Oy ve yorumlarınızı eksik etmeyin, benim için çok değerliler, şimdiden teşekkürler! ❤

Bölüm Şarkısı: A Soldier's Honor – Akira Senju

Her şey birer birer elimden kayıp giderken yapabileceğim tek şey susmak olmuştu. Elimden geldiğince bir şeyleri saklamaya, kendi başıma çözmeye çalışmıştım ama elime geçen tek şey sevdiklerimin kaybı ve acısı olmuştu.

Yüzdeyi görmemizle birbirimize bakmamız bir oldu. Yeşil gözlerinden akan yaşlar, gözbebeklerinde donakalırken ikimizin de nefesi kesilmişti. Gerçek olmasını istemediğim şeyler gözlerimin içine baka baka karanlığını bana sunuyordu ve ben onlardan kaçamıyordum artık.

Aradan geçen dakikaları saymayı bırakırken parmaklarım Rüzgar'ın sırtına ulaştı. Dokunuşumla ürperirken titreyen dudaklarımla fısıldadım usulca.

"Şimdi ne yapmalıyız?" Gözyaşları yanaklarını ıslatırken gözlerini benden ayırmadı. Kirpiklerim titrerken elimdeki ipleri onun ellerine bırakmıştım. Kendim özgür kalırım sanmıştım ama durum, hiç de hayal ettiğim gibi olmamıştı.

İpleri paylaştırmak, yükümüzü daha da ağırlaştırmıştı.

Rüzgar, tırnaklarını avuçlarına geçirirken hızla bana doğru döndü ve hiç düşünmeden kollarını bana sardı. Yüzünü göğsüme yaslarken havada kalmış elime baktım. Görüşüm bulanıklaşırken parmaklarımı yavaşça kızıl saçlarının arasından geçirdim. Rüzgar bu hamlemle beni daha da sararken ciğerlerimdeki hava tamamen tükenmişti.

Hıçkırıklarını tutamadı ve kendini kucağıma teslim etti. Ben ise orada susmaktan başka hiçbir şey yapamadım.

Dakikalar geçerken Rüzgar'ın hıçkırıkları, hafif haykırışlara dönüşmüştü. "Neden?" Sesindeki bütün güç, onu terk etmişti sanki. Saçlarını okşamaya devam ederken gözyaşlarım kızıl saçlarına karıştı. "Bunca zaman... neden..." Hıçkırıkları nefesini keserken kendini zorlamamasını istercesine sırtını sıvazladım.

Kapı yavaşça açılırken Rüzgar sayıklamaya devam ediyordu. Kapının açıldığını fark etmemişti. Gözlerim kapıdaki silüete döndüğünde bal rengi gözlerle karşılaştım. Kaşları kalkarken bir bana bir kollarımda hıçkırarak ağlayan Rüzgar'a bakıyordu. Bize doğru bir adım atarken nasıl bir durumda olduğumuzun bilmemenin şaşkınlığını yaşıyordu.
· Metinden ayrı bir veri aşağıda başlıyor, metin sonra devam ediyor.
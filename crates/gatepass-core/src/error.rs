// SPDX-FileCopyrightText: 2026 Gatepass Contributors
// SPDX-License-Identifier: MIT OR Apache-2.0

//! Error types for the Gatepass invite manager.

use thiserror::Error;

/// The primary error type used across all Gatepass crates.
#[derive(Debug, Error)]
pub enum GatepassError {
    /// Configuration errors (invalid TOML, missing required fields, bad policy document).
    #[error("configuration error: {0}")]
    Config(String),

    /// Storage backend errors (database connection, query failure, serialization).
    #[error("storage error: {source}")]
    Storage {
        source: Box<dyn std::error::Error + Send + Sync>,
    },

    /// Identity-provider API errors (connection failure, rejected request).
    #[error("directory error: {message}")]
    Directory {
        message: String,
        source: Option<Box<dyn std::error::Error + Send + Sync>>,
    },

    /// Email delivery errors (SMTP connect, send failure).
    #[error("email error: {message}")]
    Email {
        message: String,
        source: Option<Box<dyn std::error::Error + Send + Sync>>,
    },

    /// The caller's invite quota does not admit the request.
    #[error("quota exhausted: {message}")]
    QuotaExhausted { message: String },

    /// The caller's policy does not permit the requested expiry or grouping.
    #[error("not permitted: {message}")]
    NotPermitted { message: String },

    /// A referenced invite or job does not exist.
    #[error("not found: {what}")]
    NotFound { what: String },

    /// Internal or unexpected errors.
    #[error("internal error: {0}")]
    Internal(String),
}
Ona bakarken ne düşünmem gerektiğini bilmiyordum. Hydrangea'da olması sinirlerimi gererken bir yandan Hakan olması kafamı allak bullak ediyordu. Ne planladığını ve hangisinin gerçek kişi olduğunu bilmiyordum şu an.
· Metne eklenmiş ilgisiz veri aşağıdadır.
// SPDX-FileCopyrightText: 2026 Gatepass Contributors
// SPDX-License-Identifier: MIT OR Apache-2.0

//! HTTP gateway.
//!
//! Thin axum handlers over [`InviteService`]. Session authentication is
//! upstream; the caller's identity arrives in `x-gatepass-user`,
//! `x-gatepass-username`, `x-gatepass-name`, and `x-gatepass-groups`
//! headers set by the fronting auth proxy.

use std::sync::Arc;

use axum::extract::{Path, Query, State};
use axum::http::{HeaderMap, StatusCode};
use axum::response::{IntoResponse, Response};
use axum::routing::{delete, get, post};
use axum::{Json, Router};
use gatepass_bulk::BulkJobRunner;
use gatepass_config::GatepassConfig;
use gatepass_core::duration::DurationToken;
use gatepass_core::GatepassError;
use gatepass_directory::DirectoryClient;
use gatepass_email::SmtpMailer;
use gatepass_policy::PolicyResolver;
use gatepass_storage::Database;
use serde::{Deserialize, Serialize};
use tower_http::cors::CorsLayer;
use tower_http::trace::TraceLayer;
use tracing::info;

use crate::service::{
    BulkInviteRequest, CreateInviteRequest, Identity, InviteService,
};

/// Shared handler state.
#[derive(Clone)]
pub struct AppState {
    pub service: Arc<InviteService>,
}

/// Error response body.
#[derive(Debug, Serialize)]
pub struct ErrorBody {
    pub success: bool,
    pub error: String,
}

/// Error wrapper mapping [`GatepassError`] onto HTTP statuses.
pub struct ApiError(GatepassError);

impl From<GatepassError> for ApiError {
    fn from(err: GatepassError) -> Self {
        Self(err)
    }
}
O yüzden tek yapabildiğim onu uzaklaştırmaktı.

Elimi yavaşça Poyraz'a doğru kaldırdım. Hareketimle beraber attığı adım havada kaldı. Rüzgar'ın hıçkırıkları daha da artarken dizlerinin titrediğini hissediyordum. Şu an onun varlığının odada olduğunun farkında değildi. Fark etseydi bütün yaşananlar olmamış gibi takınıp, bu acıyı içine atacaktı.

Benim aylarca takındığım tavır gibi.

Dudaklarımı sessizce oynatırken başımı iki yana salladım. "Git." Poyraz'ın dudakları aralanırken Rüzgar'ı kendime daha da bastırdım. "Lütfen." Bu sözcüğün onda yarattığı etki gözle görülür dereceydi. Ofisteki alaycıl halinden eser yoktu. Sanki yardım etmek ister gibi attığı adımı durdurmamın yarattığı kafa karışıklığı, nefesini tutmasına sebep olmuştu. Gözleri sadece Rüzgar'ın acı çeken bedenindeyken hiçbir şey yapmadan öylece durdu.

Rüzgar tırnaklarını sırtıma batırırken ağlamamı durdurmaya çalıştım. Minyon bedeni bana tutunurken gözlerim Poyraz'daydı. Bakışları Rüzgar'dan ayrılıp bana döndüğünde yapması gereken en doğru şeyi yaptı.